Does this apply to those whose clients are employers that pay certain plan fees themselves? Good question. During an Investment Management Consultants Association (IMCA) conference where Carmody spoke last fall, "One person asked whether, in the case where the bundled provider and the investment advisor billed the plan sponsor and the plan [and its participants] was not charged, does he need to offer disclosure?"

The answer is a resounding "yes," Carmody believes, particularly since the assignment of plan fees is frequently a moving target. "In some years, the bill is paid by the employer and other years it is charged to the plan," says Carmody.

"This is an area not fully defined by regulation, but I responded in the affirmative," he says, adding that whether the plan pays or the plan sponsor pays, disclosing all fees is a good thing for three reasons. "First, it provides a strong defense in litigation. Secondly, [advisors'] clients will appreciate it, and thirdly and most importantly, it's the right thing to do.

"We've been saying all along that instead of shunning or avoiding fiduciary responsibility, advisors and service providers should embrace it. This is the culture change that will restore trust in the retirement plan service process."

Plan Sponsor Responsibilities Increase, Too
It's important to keep in mind that the reasonable-contract fee disclosure regulation appears as part of a multifaceted Labor Department effort. This includes the department's so-called rule, "Fiduciary Requirements for Disclosure in Participant-Directed Individual Account Plans," requiring plan fiduciaries to disclose the dollar amount that each participant pays for administrative services such as accounting and record keeping every quarter.

The Labor Department estimates that those disclosures would save participants $6.1 billion over ten years, including $2.3 billion from lower fees as investment houses become more cost-aware and more competitive.

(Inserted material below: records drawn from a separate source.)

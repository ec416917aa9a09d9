//! Integration tests for the cluster reindexing state machine.

mod common;

use chrono::{Duration as ChronoDuration, Utc};

use common::{run_to_completion, Harness, HarnessOptions, ScriptedStatus};
use search_sync::errors::ReindexingError;
use search_sync::reindexing::ReindexingConfig;
use search_sync_repository::opensearch::target_index_name;
use search_sync_repository::{ControlState, IndexLayout, IndexSettings, ReindexingRepository};
use search_sync_shared::{NewReindexingTask, ReindexingState, SourceType};

fn single_slice_task() -> NewReindexingTask {
    NewReindexingTask {
        max_slices_running: 1,
        slice_multiplier: 1,
    }
}

async fn set_shards(harness: &Harness, index: &str, shards: i32) {
    harness.engine.state.lock().await.settings.insert(
        index.to_string(),
        IndexSettings {
            number_of_shards: shards,
            number_of_replicas: 1,
            refresh_interval: Some("30s".to_string()),
        },
    );
}

async fn is_paused(harness: &Harness) -> bool {
    harness.control_state.pause_indexing().await.unwrap()
}

#[tokio::test]
async fn test_slice_retried_twice_then_succeeds() {
    let harness = Harness::new();
    harness.engine.seed("search-sync", 10).await;
    set_shards(&harness, "search-sync-v1", 3).await;
    let task = harness
        .reindexing
        .create_task(single_slice_task())
        .await
        .unwrap();

    // Preconditions pass, indexing is paused.
    assert_eq!(
        harness.reindexing.execute().await.unwrap(),
        Some(ReindexingState::IndexingPaused)
    );
    assert!(is_paused(&harness).await);

    // Tick 1: subtask and three slices are created, slice 0 is dispatched.
    assert_eq!(
        harness.reindexing.execute().await.unwrap(),
        Some(ReindexingState::Reindexing)
    );
    let subtasks = harness.repository.subtasks(task.id).await.unwrap();
    assert_eq!(subtasks.len(), 1);
    let subtask = &subtasks[0];
    assert_eq!(subtask.index_name_from, "search-sync-v1");
    assert_eq!(subtask.documents_count, 10);
    assert_eq!(harness.repository.slices(subtask.id).await.unwrap().len(), 3);
    {
        let state = harness.engine.state.lock().await;
        assert_eq!(state.reindex_calls.len(), 1);
        assert_eq!(state.reindex_calls[0].slice, 0);
        assert_eq!(state.reindex_calls[0].max_slice, 3);
    }

    harness
        .engine
        .script(&[ScriptedStatus::EngineError, ScriptedStatus::EngineError])
        .await;

    // Ticks 2 and 3: slice 0 fails and is redispatched.
    for attempt in 1..=2 {
        assert_eq!(
            harness.reindexing.execute().await.unwrap(),
            Some(ReindexingState::Reindexing)
        );
        let slices = harness.repository.slices(subtask.id).await.unwrap();
        assert_eq!(slices[0].retry_attempt, attempt);
        assert!(!slices[1].is_started());
    }

    // Tick 4: slice 0 completes and slice 1 is dispatched.
    assert_eq!(
        harness.reindexing.execute().await.unwrap(),
        Some(ReindexingState::Reindexing)
    );
    let slices = harness.repository.slices(subtask.id).await.unwrap();
    assert!(slices[0].completed);
    assert!(slices[1].is_running());
    assert!(!slices[2].is_started());

    // Tick 5 dispatches slice 2, tick 6 verifies and switches.
    let states = run_to_completion(&harness, 5).await;
    assert_eq!(
        states,
        vec![ReindexingState::Reindexing, ReindexingState::Success]
    );

    let calls: Vec<i32> = harness
        .engine
        .state
        .lock()
        .await
        .reindex_calls
        .iter()
        .map(|c| c.slice)
        .collect();
    assert_eq!(calls, vec![0, 0, 0, 1, 2]);
    assert_eq!(
        harness.engine.alias_target("search-sync").await,
        Some(subtask.index_name_to.clone())
    );
    assert!(!is_paused(&harness).await);

    let task = harness.repository.get_task(task.id).await.unwrap();
    assert_eq!(task.state, ReindexingState::Success);
    assert!(task.error_message.is_none());
    let subtasks = harness.repository.subtasks(task.id).await.unwrap();
    assert_eq!(subtasks[0].documents_count_target, Some(10));
}

#[tokio::test]
async fn test_slice_failing_past_the_ceiling_fails_the_task() {
    let harness = Harness::with_options(HarnessOptions {
        reindexing: ReindexingConfig {
            max_retry_attempts: 3,
            ..Default::default()
        },
        ..Default::default()
    });
    harness.engine.state.lock().await.default_status = Some(ScriptedStatus::EngineError);
    let task = harness
        .reindexing
        .create_task(single_slice_task())
        .await
        .unwrap();

    let states = run_to_completion(&harness, 20).await;

    assert_eq!(states.last(), Some(&ReindexingState::Failure));
    // The first dispatch plus exactly three retries.
    assert_eq!(harness.engine.state.lock().await.reindex_calls.len(), 4);
    let task = harness.repository.get_task(task.id).await.unwrap();
    let message = task.error_message.unwrap();
    assert!(message.contains("has failed with"), "{}", message);
    assert!(message.contains("an engine error"), "{}", message);
    assert!(!is_paused(&harness).await);
}

#[tokio::test]
async fn test_failure_messages_name_the_cause() {
    let cases = [
        (ScriptedStatus::NotFound, "Couldn't load task status for node:1"),
        (
            ScriptedStatus::CountMismatch,
            "Task node:1 has failed with a documents count mismatch",
        ),
        (
            ScriptedStatus::EngineError,
            "Task node:1 has failed with an engine error",
        ),
    ];

    for (status, expected) in cases {
        let harness = Harness::with_options(HarnessOptions {
            reindexing: ReindexingConfig {
                max_retry_attempts: 0,
                ..Default::default()
            },
            ..Default::default()
        });
        harness.engine.state.lock().await.default_status = Some(status);
        let task = harness
            .reindexing
            .create_task(single_slice_task())
            .await
            .unwrap();

        run_to_completion(&harness, 10).await;

        let task = harness.repository.get_task(task.id).await.unwrap();
        assert_eq!(task.state, ReindexingState::Failure);
        assert_eq!(task.error_message.as_deref(), Some(expected));
    }
}

#[tokio::test]
async fn test_running_slices_are_left_alone() {
    let harness = Harness::new();
    harness.engine.state.lock().await.default_status = Some(ScriptedStatus::Running);
    harness
        .reindexing
        .create_task(single_slice_task())
        .await
        .unwrap();

    let states = run_to_completion(&harness, 6).await;

    assert_eq!(states.last(), Some(&ReindexingState::Reindexing));
    assert_eq!(harness.engine.state.lock().await.reindex_calls.len(), 1);
}

#[tokio::test]
async fn test_every_alias_is_migrated() {
    let harness = Harness::with_options(HarnessOptions {
        layout: IndexLayout::new("search-sync")
            .with_standalone(SourceType::Note, "search-sync-notes"),
        ..Default::default()
    });
    harness.engine.seed("search-sync", 4).await;
    harness.engine.seed("search-sync-notes", 2).await;
    let task = harness
        .reindexing
        .create_task(NewReindexingTask::default())
        .await
        .unwrap();

    let states = run_to_completion(&harness, 10).await;

    assert_eq!(states.last(), Some(&ReindexingState::Success));
    let subtasks = harness.repository.subtasks(task.id).await.unwrap();
    assert_eq!(subtasks.len(), 2);

    let state = harness.engine.state.lock().await;
    for subtask in &subtasks {
        assert!(subtask
            .index_name_to
            .starts_with(&format!("{}-reindex-{}-", subtask.alias_name, task.id)));
        assert_eq!(
            state.aliases.get(&subtask.alias_name),
            Some(&subtask.index_name_to)
        );
    }
    for (_, body) in &state.created_indices {
        assert_eq!(body["settings"]["index"]["number_of_replicas"], 0);
        assert_eq!(body["settings"]["index"]["refresh_interval"], "-1");
    }
    assert_eq!(state.settings_updates.len(), 2);
    for (_, settings) in &state.settings_updates {
        assert_eq!(settings["number_of_replicas"], 1);
        assert_eq!(settings["refresh_interval"], "30s");
        assert_eq!(settings["translog"]["durability"], "request");
    }
    drop(state);

    let task = harness.repository.get_task(task.id).await.unwrap();
    let delete_at = task.delete_original_index_at.unwrap();
    let expected = Utc::now() + ChronoDuration::days(14);
    assert!((expected - delete_at).num_minutes().abs() < 5);
}

#[tokio::test]
async fn test_document_count_mismatch_fails_the_task() {
    let harness = Harness::new();
    harness.engine.seed("search-sync", 10).await;
    let task = harness
        .reindexing
        .create_task(single_slice_task())
        .await
        .unwrap();
    harness.reindexing.execute().await.unwrap();
    harness.reindexing.execute().await.unwrap();
    let target = harness.repository.subtasks(task.id).await.unwrap()[0]
        .index_name_to
        .clone();
    harness
        .engine
        .state
        .lock()
        .await
        .count_overrides
        .insert(target, 3);

    let states = run_to_completion(&harness, 10).await;

    assert_eq!(states.last(), Some(&ReindexingState::Failure));
    let task = harness.repository.get_task(task.id).await.unwrap();
    assert_eq!(
        task.error_message.as_deref(),
        Some("Documents count is different, Count from new index: 3 Count from original index: 10. This likely means something went wrong during reindexing.")
    );
    assert_eq!(
        harness.engine.alias_target("search-sync").await.as_deref(),
        Some("search-sync-v1")
    );
    assert!(!is_paused(&harness).await);
}

#[tokio::test]
async fn test_index_must_be_behind_an_alias() {
    let harness = Harness::new();
    harness.engine.state.lock().await.aliases.clear();
    let task = harness
        .reindexing
        .create_task(NewReindexingTask::default())
        .await
        .unwrap();

    assert_eq!(
        harness.reindexing.execute().await.unwrap(),
        Some(ReindexingState::Failure)
    );
    let task = harness.repository.get_task(task.id).await.unwrap();
    assert_eq!(
        task.error_message.as_deref(),
        Some("Your search index must first use aliases before you can use this feature. Please recreate your index from scratch before reindexing.")
    );
    assert!(!is_paused(&harness).await);
}

#[tokio::test]
async fn test_pending_migrations_block_reindexing() {
    let harness = Harness::with_options(HarnessOptions {
        pending_migrations: true,
        ..Default::default()
    });
    let task = harness
        .reindexing
        .create_task(NewReindexingTask::default())
        .await
        .unwrap();

    harness.reindexing.execute().await.unwrap();

    let task = harness.repository.get_task(task.id).await.unwrap();
    assert_eq!(task.state, ReindexingState::Failure);
    assert_eq!(
        task.error_message.as_deref(),
        Some("You have unapplied search migrations. Please wait until it is finished or fix the migrations before reindexing.")
    );
}

#[tokio::test]
async fn test_storage_must_fit_a_second_copy() {
    let harness = Harness::new();
    {
        let mut state = harness.engine.state.lock().await;
        state.index_size_bytes = 1_000;
        state.free_bytes = 1_500;
    }
    let task = harness
        .reindexing
        .create_task(NewReindexingTask::default())
        .await
        .unwrap();

    harness.reindexing.execute().await.unwrap();

    let task = harness.repository.get_task(task.id).await.unwrap();
    assert_eq!(task.state, ReindexingState::Failure);
    assert_eq!(
        task.error_message.as_deref(),
        Some("You should have at least 2000 bytes of storage available to perform reindexing. Please increase the storage in your cluster before reindexing.")
    );
    assert!(harness.engine.state.lock().await.created_indices.is_empty());
}

#[tokio::test]
async fn test_only_one_task_in_flight() {
    let harness = Harness::new();
    let first = harness
        .reindexing
        .create_task(NewReindexingTask::default())
        .await
        .unwrap();

    let refused = harness
        .reindexing
        .create_task(NewReindexingTask::default())
        .await;
    assert!(matches!(refused, Err(ReindexingError::TaskInProgress(id)) if id == first.id));
    assert_eq!(
        harness.reindexing.current_task().await.unwrap().map(|t| t.id),
        Some(first.id)
    );

    run_to_completion(&harness, 10).await;
    assert!(harness.reindexing.current_task().await.unwrap().is_none());
    assert!(harness
        .reindexing
        .create_task(NewReindexingTask::default())
        .await
        .is_ok());
}

#[tokio::test]
async fn test_old_indices_are_dropped_after_the_grace_period() {
    let harness = Harness::with_options(HarnessOptions {
        reindexing: ReindexingConfig {
            delete_original_index_after: ChronoDuration::zero(),
            ..Default::default()
        },
        ..Default::default()
    });
    let task = harness
        .reindexing
        .create_task(NewReindexingTask::default())
        .await
        .unwrap();
    run_to_completion(&harness, 10).await;

    assert_eq!(harness.reindexing.drop_old_indices().await.unwrap(), 1);
    assert_eq!(
        harness.engine.state.lock().await.deleted_indices,
        vec!["search-sync-v1".to_string()]
    );
    let task = harness.repository.get_task(task.id).await.unwrap();
    assert!(task.delete_original_index_at.is_none());
    assert_eq!(harness.reindexing.drop_old_indices().await.unwrap(), 0);
}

Reish believes that those particular regulations won't take hold until 2010. Members of the private sector have argued strongly that it will take another year at least to get up to speed with all the new rules, he says, and "people can only do so much."

Some 403(b)s Are Impacted
He points out that 403(b)(2) rules technically might apply to defined benefit plans, health and welfare plans, and even individual retirement plans.

Nevertheless, he observes, they were written as though "specifically for 401(k) plans," and 401(k) plan providers will almost certainly have to comply with the 403(b)(2) changes in short order, says Reish.

He notes that providers dealing with 403(b) plans sponsored by tax-exempt organizations and receiving employer contributions (tax-exempt hospitals, for instance) will be subject to the same disclosure rules as 401(k)s, and the same schedule for implementing changes.

On the other hand, 403(b)(2) is a proposal under ERISA, and 403(b) plans not governed by ERISA will not be subject to the disclosure rules.